Horm Metab Res 1995; 27(8): 376-378
DOI: 10.1055/s-2007-979982
Originals Clinical

© Georg Thieme Verlag Stuttgart · New York

A Case of Iatrogenic Growth Retardation Induced by a Corticosteroid-Containing Anti-Allergic Drug

M. Nishikawa, M. Hikosaka, T. Yonemoto, A. Gondou, S. Tabata, Y. Ogawa, M. Kanasaki, Y. Miyake, H. Shimizu, A. Shouzu, M. Inada
  • Second Department of Internal Medicine, Kansai Medical University, Osaka, Japan
Further Information

Publication History

1995

1995

Publication Date:
23 April 2007 (online)

Abstract

A nine-year old boy developed reduced growth velocity at the age of seven.

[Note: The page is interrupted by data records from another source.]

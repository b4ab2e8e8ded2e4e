//! # Event subscriber trait.
//!
//! Provides [`Subscribe`] an extension point for plugging custom event handlers into a queue.
//!
//! Each subscriber gets:
//! - **Dedicated worker task** (runs independently of the consumer loop)
//! - **Per-subscriber bounded queue** (capacity via [`Subscribe::queue_capacity`])
//! - **Panic isolation** (panics are caught and reported as `EventKind::SubscriberPanicked`)
//!
//! ## Architecture
//! ```text
//! SubscriberSet ──► [bounded queue] ──► worker task ──► subscriber.on_event()
//!                                    └─► panic caught → EventKind::SubscriberPanicked
//! ```
//!
//! ## Rules
//! - A slow subscriber only affects its own queue, never the work items.
//! - Queue overflow drops the event **for this subscriber only** and publishes
//!   `EventKind::SubscriberOverflow`.
//! - Events are processed sequentially (FIFO) per subscriber.
//!
//! ## Example
//! ```rust
//! use async_trait::async_trait;
//! use taskserial::{Event, EventKind, Subscribe};
//!
//! struct PanicCounter;
//!
//! #[async_trait]
//! impl Subscribe for PanicCounter {
//!     async fn on_event(&self, ev: &Event) {
//!         if matches!(ev.kind, EventKind::ItemPanicked) {
//!             // export a metric, etc.
//!         }
//!     }
//!
//!     fn name(&self) -> &'static str { "panic-counter" }
//!     fn queue_capacity(&self) -> usize { 256 }
//! }
//! ```

use async_trait::async_trait;

use crate::events::Event;

/// Event subscriber for runtime observability.
///
/// ### Implementation requirements
/// - Use async I/O; avoid blocking the executor.
/// - Handle errors internally; do not panic.
#[async_trait]
pub trait Subscribe: Send + Sync + 'static {
    /// Processes a single event.
    ///
    /// Called from a dedicated worker task, not in the publisher context.
    async fn on_event(&self, event: &Event);

    /// Returns the subscriber name used in overflow/panic events.
    ///
    /// The default uses `type_name::<Self>()`, which can be verbose - override it when possible.
    fn name(&self) -> &'static str {
        std::any::type_name::<Self>()
    }

    /// Returns the preferred queue capacity for this subscriber.
    ///
    /// The runtime clamps capacity to a minimum of 1. Default: 1024.
    fn queue_capacity(&self) -> usize {
        1024
    }
}
//! # Work items as they travel through the intake channel.
//!
//! A caller's closure and its result sink are fused into one boxed [`Job`] at
//! submission time. The consumer loop only ever sees jobs: it hands the job a
//! cancellation token and awaits it, without knowing the result type.
//!
//! ```text
//! work: FnOnce(CancellationToken) -> Fut<T>   sink: FnOnce(Result<T, QueueError>)
//!                 └───────────────┬──────────────────────┘
//!                                 ▼
//!               Job: FnOnce(CancellationToken) -> BoxFuture<Outcome>
//! ```

use std::future::Future;
use std::panic::AssertUnwindSafe;

use futures::FutureExt;
use futures::future::BoxFuture;
use tokio_util::sync::CancellationToken;

use crate::error::QueueError;

/// What the runner learns about a finished job (the value itself went to the sink).
pub(crate) type Outcome = Result<(), QueueError>;

/// Type-erased work item plus result sink.
pub(crate) type Job = Box<dyn FnOnce(CancellationToken) -> BoxFuture<'static, Outcome> + Send>;

/// One accepted job with its per-queue id.
pub(crate) struct Intake {
    pub(crate) id: u64,
    pub(crate) job: Job,
}

/// Fuses `work` and `sink` into a [`Job`].
///
/// Panics raised while building or polling the work future are caught and
/// delivered to `sink` as [`QueueError::Panicked`].
pub(crate) fn fuse<F, Fut, T, S>(work: F, sink: S) -> Job
where
    F: FnOnce(CancellationToken) -> Fut + Send + 'static,
    Fut: Future<Output = T> + Send + 'static,
    T: Send + 'static,
    S: FnOnce(Result<T, QueueError>) + Send + 'static,
{
    Box::new(move |ctx: CancellationToken| {
        async move {
            let res = AssertUnwindSafe(async move { work(ctx).await })
                .catch_unwind()
                .await
                .map_err(QueueError::from_panic);

            let outcome = match &res {
                Ok(_) => Ok(()),
                Err(e) => Err(e.clone()),
            };
            sink(res);
            outcome
        }
        .boxed()
    })
}

#[cfg(test)]
mod tests {
    use super::*;
    use std::sync::{Arc, Mutex};

    #[tokio::test]
    async fn test_value_reaches_sink() {
        let got = Arc::new(Mutex::new(None));
        let slot = got.clone();
        let job = fuse(
            |_ctx| async { 41 + 1 },
            move |res| *slot.lock().unwrap() = Some(res),
        );

        assert_eq!(job(CancellationToken::new()).await, Ok(()));
        assert_eq!(*got.lock().unwrap(), Some(Ok(42)));
    }

    #[tokio::test]
    async fn test_panic_is_converted() {
        let got = Arc::new(Mutex::new(None));
        let slot = got.clone();
        let job = fuse(
            |_ctx| async {
                panic!("bad input");
            },
            move |res: Result<(), QueueError>| *slot.lock().unwrap() = Some(res),
        );

        let expected = QueueError::Panicked {
            info: "bad input".into(),
        };
        assert_eq!(job(CancellationToken::new()).await, Err(expected.clone()));
        assert_eq!(*got.lock().unwrap(), Some(Err(expected)));
    }

    #[tokio::test]
    async fn test_work_sees_token() {
        let token = CancellationToken::new();
        token.cancel();
        let got = Arc::new(Mutex::new(None));
        let slot = got.clone();
        let job = fuse(
            |ctx: CancellationToken| async move { ctx.is_cancelled() },
            move |res| *slot.lock().unwrap() = Some(res),
        );

        job(token).await.unwrap();
        assert_eq!(*got.lock().unwrap(), Some(Ok(true)));
    }
}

The peak plasma growth hormone (GH) response to 3,4-dihydroxyphenylalanine, GH-releasing factor and insulin was 10.2, 8.1 and 7.6 µg/l, respectively, suggesting that the GH reserve was slightly reduced. Serum cortisol was undetectable and urinary excretion of 17-hydroxycorticosteroid was low (0,22-0.31 mg/day), but there were no physical or biochemical signs of adrenocortical insufficiency. He had taken an anti-allergic drug containing 0.25 mg of betamethasone and 2 mg of d-chlorpheniramine maleate per tablet for about 2 years to treat allergic rhinitis. Catch-up growth occurred when this drug was stopped. The present case suggests that daily administration of 0.25 mg of betamethasone can induce growth retardation and that ingestion of corticosteroid-containing preparations needs to be excluded in children who develop short stature without other symptoms.